### Problem details
Word for word, restate the lines of the data from the first through the one containing "use crate::transform::rotate_to_local;", and nothing else.

### Data under study

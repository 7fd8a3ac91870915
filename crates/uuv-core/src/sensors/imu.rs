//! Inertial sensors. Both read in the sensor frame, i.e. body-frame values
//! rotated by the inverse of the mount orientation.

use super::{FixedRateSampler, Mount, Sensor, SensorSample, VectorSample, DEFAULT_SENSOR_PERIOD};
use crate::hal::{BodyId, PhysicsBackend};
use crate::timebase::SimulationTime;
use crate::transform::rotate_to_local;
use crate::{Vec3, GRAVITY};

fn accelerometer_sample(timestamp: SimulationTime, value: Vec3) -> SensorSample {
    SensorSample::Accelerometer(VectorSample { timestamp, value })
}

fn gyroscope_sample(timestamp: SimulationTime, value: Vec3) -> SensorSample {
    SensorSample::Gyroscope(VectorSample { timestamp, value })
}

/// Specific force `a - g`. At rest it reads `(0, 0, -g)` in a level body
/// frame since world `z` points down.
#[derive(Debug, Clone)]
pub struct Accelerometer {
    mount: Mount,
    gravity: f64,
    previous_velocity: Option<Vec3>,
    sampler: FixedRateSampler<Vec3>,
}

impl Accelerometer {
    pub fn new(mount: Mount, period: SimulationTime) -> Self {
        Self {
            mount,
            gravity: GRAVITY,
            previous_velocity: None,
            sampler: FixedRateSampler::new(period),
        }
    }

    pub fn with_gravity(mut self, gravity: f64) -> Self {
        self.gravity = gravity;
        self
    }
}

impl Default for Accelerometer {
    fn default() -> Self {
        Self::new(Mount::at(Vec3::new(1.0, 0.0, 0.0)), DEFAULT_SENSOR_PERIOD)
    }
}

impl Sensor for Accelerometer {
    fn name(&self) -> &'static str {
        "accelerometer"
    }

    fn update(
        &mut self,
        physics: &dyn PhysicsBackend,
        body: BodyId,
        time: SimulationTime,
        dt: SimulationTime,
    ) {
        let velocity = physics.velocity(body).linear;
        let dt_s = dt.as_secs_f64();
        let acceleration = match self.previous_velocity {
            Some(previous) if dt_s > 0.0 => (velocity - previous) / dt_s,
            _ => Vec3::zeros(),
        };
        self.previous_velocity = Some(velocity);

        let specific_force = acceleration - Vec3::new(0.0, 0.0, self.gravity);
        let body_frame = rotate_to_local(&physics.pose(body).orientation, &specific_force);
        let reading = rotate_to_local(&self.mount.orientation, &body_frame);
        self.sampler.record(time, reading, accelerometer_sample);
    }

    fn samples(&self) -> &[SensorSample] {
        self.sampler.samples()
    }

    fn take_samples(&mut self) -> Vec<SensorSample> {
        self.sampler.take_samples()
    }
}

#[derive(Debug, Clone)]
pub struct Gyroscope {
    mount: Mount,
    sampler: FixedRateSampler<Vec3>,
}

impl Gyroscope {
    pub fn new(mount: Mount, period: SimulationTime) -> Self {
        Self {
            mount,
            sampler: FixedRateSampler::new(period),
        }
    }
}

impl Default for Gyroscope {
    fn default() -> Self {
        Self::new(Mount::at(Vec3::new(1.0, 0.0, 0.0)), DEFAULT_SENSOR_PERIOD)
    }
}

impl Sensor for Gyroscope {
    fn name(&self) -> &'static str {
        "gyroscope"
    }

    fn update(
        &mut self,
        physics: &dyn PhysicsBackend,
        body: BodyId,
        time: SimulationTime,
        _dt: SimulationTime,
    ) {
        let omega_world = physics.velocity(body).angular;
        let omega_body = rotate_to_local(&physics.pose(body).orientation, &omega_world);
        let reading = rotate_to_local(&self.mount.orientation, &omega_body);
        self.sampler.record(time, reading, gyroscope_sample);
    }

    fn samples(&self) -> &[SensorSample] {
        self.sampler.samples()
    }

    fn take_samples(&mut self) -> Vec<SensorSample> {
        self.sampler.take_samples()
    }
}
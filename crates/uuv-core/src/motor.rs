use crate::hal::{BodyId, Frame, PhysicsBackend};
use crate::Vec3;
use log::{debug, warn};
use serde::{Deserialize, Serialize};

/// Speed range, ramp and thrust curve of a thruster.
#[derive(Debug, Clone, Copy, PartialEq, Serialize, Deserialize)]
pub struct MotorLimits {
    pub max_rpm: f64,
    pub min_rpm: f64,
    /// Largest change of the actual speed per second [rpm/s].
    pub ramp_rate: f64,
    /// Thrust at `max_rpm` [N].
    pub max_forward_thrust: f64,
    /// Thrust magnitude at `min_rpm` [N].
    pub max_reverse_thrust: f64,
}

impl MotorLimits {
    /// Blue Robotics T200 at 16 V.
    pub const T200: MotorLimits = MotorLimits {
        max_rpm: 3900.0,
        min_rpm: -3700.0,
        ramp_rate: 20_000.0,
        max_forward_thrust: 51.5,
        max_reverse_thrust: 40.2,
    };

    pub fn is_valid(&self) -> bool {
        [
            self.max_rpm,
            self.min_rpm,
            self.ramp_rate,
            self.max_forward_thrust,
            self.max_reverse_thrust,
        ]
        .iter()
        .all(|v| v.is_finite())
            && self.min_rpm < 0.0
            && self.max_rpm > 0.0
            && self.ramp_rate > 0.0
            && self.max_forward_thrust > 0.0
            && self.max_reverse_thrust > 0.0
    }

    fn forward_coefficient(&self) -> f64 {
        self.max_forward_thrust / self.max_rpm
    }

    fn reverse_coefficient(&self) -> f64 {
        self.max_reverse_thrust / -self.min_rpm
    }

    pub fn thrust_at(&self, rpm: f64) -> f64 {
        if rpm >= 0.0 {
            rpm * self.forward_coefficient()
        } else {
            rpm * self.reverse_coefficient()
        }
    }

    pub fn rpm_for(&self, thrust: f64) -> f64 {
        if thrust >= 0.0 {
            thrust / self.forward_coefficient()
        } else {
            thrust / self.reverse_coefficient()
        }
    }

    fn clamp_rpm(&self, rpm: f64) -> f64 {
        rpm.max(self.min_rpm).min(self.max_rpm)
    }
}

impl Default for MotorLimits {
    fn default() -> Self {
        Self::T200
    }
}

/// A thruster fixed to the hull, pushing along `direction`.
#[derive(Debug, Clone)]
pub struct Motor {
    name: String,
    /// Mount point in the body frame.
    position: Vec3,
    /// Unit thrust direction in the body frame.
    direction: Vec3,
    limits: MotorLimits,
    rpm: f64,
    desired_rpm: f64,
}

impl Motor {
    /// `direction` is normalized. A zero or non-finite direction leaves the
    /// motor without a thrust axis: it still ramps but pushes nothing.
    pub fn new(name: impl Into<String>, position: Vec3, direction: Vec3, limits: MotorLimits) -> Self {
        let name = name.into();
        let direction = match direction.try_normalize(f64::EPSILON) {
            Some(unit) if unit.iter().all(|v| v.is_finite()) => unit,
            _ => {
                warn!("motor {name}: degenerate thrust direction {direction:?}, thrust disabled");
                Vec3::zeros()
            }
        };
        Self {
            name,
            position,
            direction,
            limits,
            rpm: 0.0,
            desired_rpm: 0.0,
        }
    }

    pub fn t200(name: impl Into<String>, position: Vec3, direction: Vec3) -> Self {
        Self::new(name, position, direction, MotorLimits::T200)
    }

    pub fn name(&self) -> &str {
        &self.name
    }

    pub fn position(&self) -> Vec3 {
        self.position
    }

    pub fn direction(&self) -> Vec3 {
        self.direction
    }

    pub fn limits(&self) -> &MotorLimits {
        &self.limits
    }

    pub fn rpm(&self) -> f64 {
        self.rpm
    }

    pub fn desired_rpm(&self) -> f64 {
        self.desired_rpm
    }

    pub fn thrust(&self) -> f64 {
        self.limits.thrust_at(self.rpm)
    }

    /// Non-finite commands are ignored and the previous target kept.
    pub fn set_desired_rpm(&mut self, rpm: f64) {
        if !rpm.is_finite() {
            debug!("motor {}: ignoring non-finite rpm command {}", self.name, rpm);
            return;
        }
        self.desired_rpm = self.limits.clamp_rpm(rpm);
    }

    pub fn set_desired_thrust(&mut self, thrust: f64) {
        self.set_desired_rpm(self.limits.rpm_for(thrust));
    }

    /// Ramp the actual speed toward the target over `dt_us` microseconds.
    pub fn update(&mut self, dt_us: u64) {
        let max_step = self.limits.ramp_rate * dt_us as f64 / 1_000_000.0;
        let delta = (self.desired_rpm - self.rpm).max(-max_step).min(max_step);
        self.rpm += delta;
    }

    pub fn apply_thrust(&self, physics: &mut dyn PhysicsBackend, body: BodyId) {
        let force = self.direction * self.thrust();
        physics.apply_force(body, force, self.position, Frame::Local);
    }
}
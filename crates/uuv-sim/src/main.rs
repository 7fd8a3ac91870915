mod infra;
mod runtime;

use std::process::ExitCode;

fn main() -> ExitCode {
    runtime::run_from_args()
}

### Task answer
repository 7fd8a3ac91870915
filename crates/uuv-core/src/sensors/imu.rs
//! Inertial sensors. Both read in the sensor frame, i.e. body-frame values
//! rotated by the inverse of the mount orientation.

use super::{FixedRateSampler, Mount, Sensor, SensorSample, VectorSample, DEFAULT_SENSOR_PERIOD};
use crate::hal::{BodyId, PhysicsBackend};
use crate::timebase::SimulationTime;
use crate::transform::rotate_to_local;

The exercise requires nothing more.